Shell and the consortium partners – including McDermott’s CB&I Storage Solutions, NASA’s Kennedy Space Centre, GenH2 and the University of Houston – have been selected by the US Department of Energy’s (DOE) Hydrogen and Fuel Cell Technologies Office to demonstrate that a large-scale LH2 tank, with a capacity ranging from 20,000 to 100,000 cubic metres, is both feasible and cost competitive at import and export terminals.

The DOE has awarded $6 million to finance the project, and Shell and CB&I Storage Solutions will both provide an additional $3 million each, for a total project fund of $12 million.

“A cost-effective, long-range hydrogen supply chain can have a transformative impact in shaping a sustainable future for energy,” said Yuri Sebregts, chief technology officer for Shell. “Our consortium recognises that this project can become a cornerstone in making that future possible. It’s a sizable engineering challenge – but we have the right people, partners and outlook to deliver this first-of-its-kind LH2 storage technology.”

“McDermott is leveraging the sixty years of LH2 storage technology expertise of our CB&I Storage Solutions business to exponentially scale up safe capacity thresholds to meet growing demands,” said Samik Mukherjee, executive vice president and chief operating officer, McDermott International. “This consortium will accelerate that momentum as we work together to advance the next generation of sustainable energy.”

The consortium will collaborate to develop a technically innovative and economically viable concept design for the large scale LH2 storage tank.
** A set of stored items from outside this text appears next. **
//! Performance metrics collection for the simulation.
//!
//! Provides structured logging and running totals for monitoring long
//! headless runs.

use crate::world::TickReport;
use std::sync::atomic::{AtomicU64, Ordering};
use std::time::{Duration, Instant};
use tracing_subscriber::layer::SubscriberExt;
use tracing_subscriber::util::SubscriberInitExt;

/// Ticks between two summary lines.
const LOG_EVERY: u64 = 1000;

/// Metrics collector for simulation statistics.
pub struct Metrics {
    tick_count: AtomicU64,
    agent_count: AtomicU64,
    food_remaining: AtomicU64,
    pickups: AtomicU64,
    deliveries: AtomicU64,
    deaths: AtomicU64,
    busy_nanos: AtomicU64,
    start_time: Instant,
}

impl Default for Metrics {
    fn default() -> Self {
        Self::new()
    }
}

impl Metrics {
    /// Creates a new metrics collector.
    #[must_use]
    pub fn new() -> Self {
        Self {
            tick_count: AtomicU64::new(0),
            agent_count: AtomicU64::new(0),
            food_remaining: AtomicU64::new(0),
            pickups: AtomicU64::new(0),
            deliveries: AtomicU64::new(0),
            deaths: AtomicU64::new(0),
            busy_nanos: AtomicU64::new(0),
            start_time: Instant::now(),
        }
    }

    /// Records a completed tick with its duration.
    pub fn record_tick(&self, duration: Duration, report: &TickReport, agents: usize, food: u64) {
        self.tick_count.fetch_add(1, Ordering::Relaxed);
        self.agent_count.store(agents as u64, Ordering::Relaxed);
        self.food_remaining.store(food, Ordering::Relaxed);
        self.pickups
            .fetch_add(u64::from(report.pickups), Ordering::Relaxed);
        self.deliveries
            .fetch_add(u64::from(report.deliveries), Ordering::Relaxed);
        self.deaths
            .fetch_add(u64::from(report.deaths), Ordering::Relaxed);
        self.busy_nanos
            .fetch_add(duration.as_nanos() as u64, Ordering::Relaxed);

        // Log at info level every 1000 ticks
        let tick = self.tick_count.load(Ordering::Relaxed);
        if tick.is_multiple_of(LOG_EVERY) {
            tracing::info!(
                tick = report.tick,
                agents = agents,
                food = food,
                deliveries = self.deliveries(),
                deaths = self.deaths(),
                duration_us = duration.as_micros() as u64,
                "Simulation tick"
            );
        }
    }

    /// Gets the number of recorded ticks.
    #[must_use]
    pub fn tick_count(&self) -> u64 {
        self.tick_count.load(Ordering::Relaxed)
    }

    #[must_use]
    pub fn agent_count(&self) -> u64 {
        self.agent_count.load(Ordering::Relaxed)
    }

    #[must_use]
    pub fn food_remaining(&self) -> u64 {
        self.food_remaining.load(Ordering::Relaxed)
    }

    #[must_use]
    pub fn pickups(&self) -> u64 {
        self.pickups.load(Ordering::Relaxed)
    }

    #[must_use]
    pub fn deliveries(&self) -> u64 {
        self.deliveries.load(Ordering::Relaxed)
    }

    #[must_use]
    pub fn deaths(&self) -> u64 {
        self.deaths.load(Ordering::Relaxed)
    }

    /// Mean time spent inside `World::update`.
    #[must_use]
    pub fn mean_tick_duration(&self) -> Duration {
        let ticks = self.tick_count();
        if ticks == 0 {
            return Duration::ZERO;
        }
        Duration::from_nanos(self.busy_nanos.load(Ordering::Relaxed) / ticks)
    }

    /// Gets elapsed time since metrics creation.
    #[must_use]
    pub fn elapsed(&self) -> Duration {
        self.start_time.elapsed()
    }

    /// Logs a simulation event.
    pub fn log_event(&self, event_type: &str, details: &str) {
        tracing::info!(
            event_type = event_type,
            details = details,
            "Simulation event"
        );
    }
}

/// Initialize tracing subscriber for logging.
///
/// Honours `RUST_LOG` and falls back to `default_filter`. Safe to call more
/// than once; later calls are ignored.
pub fn init_logging(default_filter: &str) {
    let filter = tracing_subscriber::EnvFilter::try_from_default_env()
        .unwrap_or_else(|_| tracing_subscriber::EnvFilter::new(default_filter));
    tracing_subscriber::registry()
        .with(filter)
        .with(tracing_subscriber::fmt::layer().with_target(false))
        .try_init()
        .ok();
}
Additionally, the group will engineer and construct a scaled-down demonstration tank that will be tested to validate the feasibility of the design and the thermal model for commercial-scale design.

This public, private and academic endeavour will support the goals of the DOE H2@Scale and Hydrogen Shot initiatives, bringing stakeholders together in an effort to reduce the cost of clean hydrogen and advance its role in the energy transition.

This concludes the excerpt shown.